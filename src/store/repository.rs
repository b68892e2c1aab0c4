//! Repository for article and community-game operations.
//!
//! Every operation takes its lock once, so a mutation is never observed half-applied.

use std::collections::HashSet;

use tokio::sync::RwLock;

use crate::errors::AppError;
use crate::models::{Article, CommunityGame, StoreStats, UpdateArticleRequest};
use crate::search::ArticleFilter;

/// Ordered articles plus the revision counter they share a lock with.
#[derive(Debug, Default)]
struct ArticleTable {
    /// Most recent first
    articles: Vec<Article>,
    revision_id: i64,
}

impl ArticleTable {
    fn bump(&mut self) -> i64 {
        self.revision_id += 1;
        self.revision_id
    }
}

/// In-memory repository for all data operations.
#[derive(Debug)]
pub struct Repository {
    table: RwLock<ArticleTable>,
    games: RwLock<Vec<CommunityGame>>,
}

impl Repository {
    pub fn new(articles: Vec<Article>, games: Vec<CommunityGame>) -> Self {
        Self {
            table: RwLock::new(ArticleTable {
                articles,
                revision_id: 0,
            }),
            games: RwLock::new(games),
        }
    }

    /// Get the current revision ID.
    pub async fn get_revision_id(&self) -> i64 {
        self.table.read().await.revision_id
    }

    // ==================== ARTICLE OPERATIONS ====================

    /// List all articles, most recent first.
    pub async fn list_articles(&self) -> Vec<Article> {
        self.table.read().await.articles.clone()
    }

    /// List the articles passing `filter`, in store order.
    pub async fn filter_articles(&self, filter: &ArticleFilter) -> Vec<Article> {
        filter.apply(&self.table.read().await.articles)
    }

    /// Get an article by ID.
    pub async fn get_article(&self, id: &str) -> Option<Article> {
        self.table
            .read()
            .await
            .articles
            .iter()
            .find(|a| a.id == id)
            .cloned()
    }

    /// Insert a batch at the front (or back) of the collection. Records are not validated here.
    pub async fn insert_many(&self, new_articles: Vec<Article>, at_front: bool) -> i64 {
        let mut table = self.table.write().await;
        if new_articles.is_empty() {
            return table.revision_id;
        }

        let count = new_articles.len();
        if at_front {
            table.articles.splice(0..0, new_articles);
        } else {
            table.articles.extend(new_articles);
        }

        let revision_id = table.bump();
        tracing::debug!("Inserted {} articles (revision {})", count, revision_id);
        revision_id
    }

    /// Insert at the front only the articles whose title is not already present.
    ///
    /// Returns the articles actually inserted, in their original order.
    pub async fn insert_unique_titles(&self, new_articles: Vec<Article>) -> Vec<Article> {
        let mut table = self.table.write().await;
        let mut seen: HashSet<String> = table.articles.iter().map(|a| a.title.clone()).collect();

        let unique: Vec<Article> = new_articles
            .into_iter()
            .filter(|a| seen.insert(a.title.clone()))
            .collect();

        if !unique.is_empty() {
            table.articles.splice(0..0, unique.iter().cloned());
            table.bump();
        }

        unique
    }

    /// Merge partial fields into the article with `id`. Silent no-op when absent.
    pub async fn update_by_id(&self, id: &str, changes: &UpdateArticleRequest) -> Option<Article> {
        let mut table = self.table.write().await;
        let article = table.articles.iter_mut().find(|a| a.id == id)?;
        article.merge(changes);
        let updated = article.clone();
        table.bump();
        Some(updated)
    }

    /// Remove the article with `id`. Returns whether anything was removed.
    pub async fn delete_by_id(&self, id: &str) -> bool {
        let mut table = self.table.write().await;
        let before = table.articles.len();
        table.articles.retain(|a| a.id != id);

        if table.articles.len() == before {
            return false;
        }
        table.bump();
        true
    }

    /// Counters for the admin dashboard.
    pub async fn stats(&self) -> StoreStats {
        let table = self.table.read().await;
        let categories: HashSet<_> = table.articles.iter().map(|a| a.category).collect();

        StoreStats {
            total: table.articles.len(),
            categories: categories.len(),
            pending_images: table.articles.iter().filter(|a| a.needs_image).count(),
            revision_id: table.revision_id,
        }
    }

    // ==================== COMMUNITY OPERATIONS ====================

    /// List the community games.
    pub async fn list_games(&self) -> Vec<CommunityGame> {
        self.games.read().await.clone()
    }

    /// Cast a 1-5 star vote on a game.
    pub async fn cast_vote(&self, game_id: &str, stars: u8) -> Result<CommunityGame, AppError> {
        if !(1..=5).contains(&stars) {
            return Err(AppError::Validation(format!(
                "Vote must be between 1 and 5 stars, got {}",
                stars
            )));
        }

        let mut games = self.games.write().await;
        let game = games
            .iter_mut()
            .find(|g| g.id == game_id)
            .ok_or_else(|| AppError::NotFound(format!("Game {} not found", game_id)))?;

        game.record_vote(stars);
        Ok(game.clone())
    }
}

#[cfg(test)]
mod tests {
    use super::*;
    use crate::models::{Category, CategoryFilter};

    fn article(id: &str, title: &str, category: Category) -> Article {
        Article {
            id: id.to_string(),
            title: title.to_string(),
            summary: format!("{} summary", title),
            category,
            source: "Test".to_string(),
            image_url: "https://example.com/a.png".to_string(),
            date: "2024-01-01".to_string(),
            url: None,
            rating: None,
            needs_image: false,
        }
    }

    fn repo() -> Repository {
        Repository::new(
            vec![
                article("a", "Alpha", Category::Pc),
                article("b", "Beta", Category::Xbox),
            ],
            crate::store::demo_games(),
        )
    }

    fn ids(articles: &[Article]) -> Vec<&str> {
        articles.iter().map(|a| a.id.as_str()).collect()
    }

    #[tokio::test]
    async fn test_insert_many_prepends_in_batch_order() {
        let repo = repo();
        let revision = repo
            .insert_many(
                vec![
                    article("x", "X", Category::General),
                    article("y", "Y", Category::General),
                ],
                true,
            )
            .await;

        assert_eq!(revision, 1);
        assert_eq!(ids(&repo.list_articles().await), vec!["x", "y", "a", "b"]);
    }

    #[tokio::test]
    async fn test_insert_many_at_back() {
        let repo = repo();
        repo.insert_many(vec![article("z", "Z", Category::General)], false)
            .await;
        assert_eq!(ids(&repo.list_articles().await), vec!["a", "b", "z"]);
    }

    #[tokio::test]
    async fn test_insert_empty_batch_keeps_revision() {
        let repo = repo();
        assert_eq!(repo.insert_many(Vec::new(), true).await, 0);
    }

    #[tokio::test]
    async fn test_insert_then_delete_restores_prior_contents() {
        let repo = repo();
        let before = repo.list_articles().await;

        let batch = vec![
            article("x", "X", Category::General),
            article("y", "Y", Category::Reviews),
        ];
        let batch_ids: Vec<String> = batch.iter().map(|a| a.id.clone()).collect();
        repo.insert_many(batch, true).await;

        for id in &batch_ids {
            assert!(repo.delete_by_id(id).await);
        }

        assert_eq!(repo.list_articles().await, before);
    }

    #[tokio::test]
    async fn test_update_missing_id_leaves_store_unchanged() {
        let repo = repo();
        let before = repo.list_articles().await;
        let revision_before = repo.get_revision_id().await;

        let changes = UpdateArticleRequest {
            title: Some("Changed".to_string()),
            ..Default::default()
        };
        assert!(repo.update_by_id("missing", &changes).await.is_none());

        assert_eq!(repo.list_articles().await, before);
        assert_eq!(repo.get_revision_id().await, revision_before);
    }

    #[tokio::test]
    async fn test_update_merges_fields() {
        let repo = repo();
        let changes = UpdateArticleRequest {
            summary: Some("Fresh summary".to_string()),
            rating: Some(7.5),
            ..Default::default()
        };

        let updated = repo.update_by_id("b", &changes).await.unwrap();
        assert_eq!(updated.title, "Beta");
        assert_eq!(updated.summary, "Fresh summary");
        assert_eq!(updated.rating, Some(7.5));
        assert_eq!(repo.get_article("b").await.unwrap(), updated);
        assert_eq!(repo.get_revision_id().await, 1);
    }

    #[tokio::test]
    async fn test_delete_missing_is_noop() {
        let repo = repo();
        assert!(!repo.delete_by_id("missing").await);
        assert_eq!(repo.list_articles().await.len(), 2);
        assert_eq!(repo.get_revision_id().await, 0);
    }

    #[tokio::test]
    async fn test_insert_unique_titles_skips_existing() {
        let repo = repo();
        let inserted = repo
            .insert_unique_titles(vec![
                article("n1", "Alpha", Category::General),
                article("n2", "Gamma", Category::General),
            ])
            .await;

        assert_eq!(ids(&inserted), vec!["n2"]);
        assert_eq!(ids(&repo.list_articles().await), vec!["n2", "a", "b"]);
    }

    #[tokio::test]
    async fn test_insert_unique_titles_all_duplicates() {
        let repo = repo();
        let inserted = repo
            .insert_unique_titles(vec![article("n1", "Beta", Category::General)])
            .await;

        assert!(inserted.is_empty());
        assert_eq!(repo.get_revision_id().await, 0);
    }

    #[tokio::test]
    async fn test_filter_articles_uses_store_order() {
        let repo = repo();
        let filter = ArticleFilter::new(CategoryFilter::Only(Category::Xbox), "");
        assert_eq!(ids(&repo.filter_articles(&filter).await), vec!["b"]);
    }

    #[tokio::test]
    async fn test_stats() {
        let repo = repo();
        let mut pending = article("p", "Pending", Category::Pc);
        pending.needs_image = true;
        repo.insert_many(vec![pending], true).await;

        let stats = repo.stats().await;
        assert_eq!(stats.total, 3);
        assert_eq!(stats.categories, 2);
        assert_eq!(stats.pending_images, 1);
        assert_eq!(stats.revision_id, 1);
    }

    #[tokio::test]
    async fn test_cast_vote() {
        let repo = repo();
        let game = repo.cast_vote("1", 5).await.unwrap();
        assert_eq!(game.total_votes, 12_501);
        assert_eq!(game.community_score, 96.1);
        assert_eq!(game.user_rating, Some(5));
    }

    #[tokio::test]
    async fn test_cast_vote_rejects_out_of_range() {
        let repo = repo();
        assert!(matches!(
            repo.cast_vote("1", 0).await,
            Err(AppError::Validation(_))
        ));
        assert!(matches!(
            repo.cast_vote("1", 6).await,
            Err(AppError::Validation(_))
        ));
    }

    #[tokio::test]
    async fn test_cast_vote_unknown_game() {
        let repo = repo();
        assert!(matches!(
            repo.cast_vote("nope", 4).await,
            Err(AppError::NotFound(_))
        ));
    }
}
******************************
Work required
Would you please copy each line of the listing that contains the word "unwrap"?

The answer
        let updated = repo.update_by_id("b", &changes).await.unwrap();
        assert_eq!(repo.get_article("b").await.unwrap(), updated);
        let game = repo.cast_vote("1", 5).await.unwrap();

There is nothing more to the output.